Para esclarecer o assunto, a Diretoria de Comunicação Social entrevistou os coordenadores do Cursinho Preparatório para o Enem da UNIFAL-MG. Os entrevistados foram Profa. Andrea Cardoso, coordenadora geral do Programa de Extensão de Cursinho Preparatório para o Enem, Prof. Antônio Donizetti Gonçalves de Souza, coordenador do cursinho Saberes (Poços de Caldas), Prof. Elias Ribeiro da Silva, coordenador do cursinho Êxito (Alfenas) e a equipe gestora do cursinho Aprendendo a Aprender (Varginha), coordenada pelo professor Prof. Dimitri Augusto da Cunha Toledo.

  • Na sua opinião, como as mudanças feitas no Enem podem influenciar na elaboração dos planejamentos curriculares dos cursinhos preparatórios?

Profa. Andrea Cardoso: O exame sofreu grande mudança em 2005, e isso impactou a organização curricular dos cursos preparatórios. Sendo assim, é esperado que a mudança programada para ser implementada até 2024 direcione o planejamento dos cursinhos. Entretanto, não é possível neste momento precisar quais serão estes direcionamentos, uma vez que não há definição exata de como a mudança prevista será de fato executada. A coordenação do Curso Preparatório para o Enem da UNIFAL-MG acompanha as discussões e discutirá coletivamente as adequações necessárias.

Prof. Antônio Donizetti: Creio que, com as mudanças do Enem a partir de 2024, teremos que discutir algumas elementos no planejamento dos cursinhos, sobretudo relacionados a inserção de questões dissertativas na segunda etapa do exame, o que não ocorre atualmente.

Prof. Elias Ribeiro: Inicialmente, é preciso destacar que as mudanças que foram anunciadas pelo Ministério da Educação (MEC) e divulgadas pela imprensa somente serão implementadas na edição 2024 do Enem. Ou seja, as edições de 2022 e 2023 ocorrerão segundo seu formato atual.

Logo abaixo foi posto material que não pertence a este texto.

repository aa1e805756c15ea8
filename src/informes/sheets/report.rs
use std::io::Write;

use crate::informes::sheets::error::Result;
use crate::informes::sheets::matrix::PresenceMatrix;

/// Header of the leading column.
pub const SHEET_NAME_HEADER: &str = "Sheet Name";
pub const PRESENT_MARKER: &str = "✅";
pub const ABSENT_MARKER: &str = "❌";

/// Writes the matrix as a pipe-delimited Markdown table, one line at a time.
pub fn write_markdown<W: Write>(writer: &mut W, matrix: &PresenceMatrix) -> Result<()> {
    let mut header = Vec::with_capacity(matrix.column_count());
    header.push(SHEET_NAME_HEADER);
    header.extend(matrix.groups.iter().map(String::as_str));
    writeln!(writer, "{}", table_line(&header))?;
    writeln!(writer, "|{}", "---|".repeat(header.len()))?;

    for row in &matrix.rows {
        let mut cells = Vec::with_capacity(matrix.column_count());
        cells.push(row.sheet.as_str());
        cells.extend(row.present.iter().map(|&present| {
            if present {
                PRESENT_MARKER
            } else {
                ABSENT_MARKER
            }
        }));
        writeln!(writer, "{}", table_line(&cells))?;
    }

    writer.flush()?;
    Ok(())
}

/// Writes the matrix as pretty-printed JSON.
pub fn write_json<W: Write>(writer: &mut W, matrix: &PresenceMatrix) -> Result<()> {
    serde_json::to_writer_pretty(&mut *writer, matrix)?;
    writeln!(writer)?;
    writer.flush()?;
    Ok(())
}

fn table_line(cells: &[&str]) -> String {
    format!("| {} |", cells.join(" | "))
}

#[cfg(test)]
mod tests {
    use super::*;
    use crate::informes::sheets::matrix::SheetSet;

    fn sheets(names: &[&str]) -> SheetSet {
        names.iter().map(|name| name.to_string()).collect()
    }

    fn render(matrix: &PresenceMatrix) -> String {
        let mut buffer = Vec::new();
        write_markdown(&mut buffer, matrix).expect("table rendered");
        String::from_utf8(buffer).expect("utf-8 output")
    }

    #[test]
    fn renders_header_separator_and_rows() {
        let matrix = PresenceMatrix::build(&[
            ("Grupo 1".to_string(), sheets(&["A", "B"])),
            ("Grupo 2".to_string(), sheets(&["B"])),
        ]);

        let output = render(&matrix);

        assert_eq!(
            output,
            "| Sheet Name | Grupo 1 | Grupo 2 |\n\
             |---|---|---|\n\
             | A | ✅ | ❌ |\n\
             | B | ✅ | ✅ |\n"
        );
    }

    #[test]
    fn empty_matrix_renders_only_header_and_separator() {
        let matrix = PresenceMatrix::build(&[("R414".to_string(), SheetSet::new())]);

        let output = render(&matrix);

        assert_eq!(output, "| Sheet Name | R414 |\n|---|---|\n");
    }

    #[test]
    fn json_lists_groups_and_flags() {
        let matrix = PresenceMatrix::build(&[("Grupo 3".to_string(), sheets(&["ESF"]))]);
        let mut buffer = Vec::new();
        write_json(&mut buffer, &matrix).expect("json rendered");

        let value: serde_json::Value = serde_json::from_slice(&buffer).expect("valid json");
        assert_eq!(
            value,
            serde_json::json!({
                "groups": ["Grupo 3"],
                "rows": [{"sheet": "ESF", "present": [true]}]
            })
        );
    }
}
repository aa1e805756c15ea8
pub mod sheets;
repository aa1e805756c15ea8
use std::io;

use clap::{Parser, ValueEnum};
use informes_sheets::config::ComparisonConfig;
use informes_sheets::{Result, ToolError, compare, report};
use tracing_subscriber::EnvFilter;

fn main() {
    let cli = Cli::parse();
    if let Err(error) = run(cli) {
        eprintln!("error: {error}");
        std::process::exit(1);
    }
}

fn run(cli: Cli) -> Result<()> {
    init_tracing()?;

    let matrix = compare::compare(&ComparisonConfig::default());

    let stdout = io::stdout();
    let mut out = stdout.lock();
    match cli.format {
        OutputFormat::Markdown => report::write_markdown(&mut out, &matrix),
        OutputFormat::Json => report::write_json(&mut out, &matrix),
    }
}

fn init_tracing() -> Result<()> {
    let filter = EnvFilter::try_from_default_env().unwrap_or_else(|_| EnvFilter::new("warn"));
    tracing_subscriber::fmt()
        .with_env_filter(filter)
        .with_writer(io::stderr)
        .try_init()
        .map_err(|error| ToolError::Logging(error.to_string()))
}

#[derive(Parser)]
#[command(
    author,
    version,
    about = "Compare worksheet names across the NIIF report workbooks."
)]
struct Cli {
    /// Rendering used for the presence matrix.
    #[arg(long, value_enum, default_value_t = OutputFormat::Markdown)]
    format: OutputFormat,
}

#[derive(Copy, Clone, Debug, PartialEq, Eq, ValueEnum)]
enum OutputFormat {
    Markdown,
    Json,
}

“O impacto inicial será significativo, uma vez que se trata de um contexto de reformulação/adaptação, e os discentes serão impactados pelas novas mudanças.”, frisou a equipe do cursinho Aprendendo a Aprender

Também é importante destacar que as mudanças propostas ainda estão em fase de estudo pela equipe técnica responsável pelo Enem e que, portanto, algumas podem não ser implementadas. Em linhas gerais, está em discussão a realização de uma segunda fase do exame com foco nos itinerários formativos previstos no Novo Ensino Médio, que começou a ser implementado em 2022. Os candidatos realizariam provas segundo o itinerário formativo escolhido no Ensino Médio (Linguagens, Ciências Humanas e Sociais Aplicadas; Matemática, Ciências da Natureza e suas Tecnologias; Matemática, Ciências Humanas e Sociais Aplicadas; Ciências da Natureza, Ciências Humanas e Sociais Aplicadas) e há a possibilidade de essas provas serem dissertativas e não de múltipla escola.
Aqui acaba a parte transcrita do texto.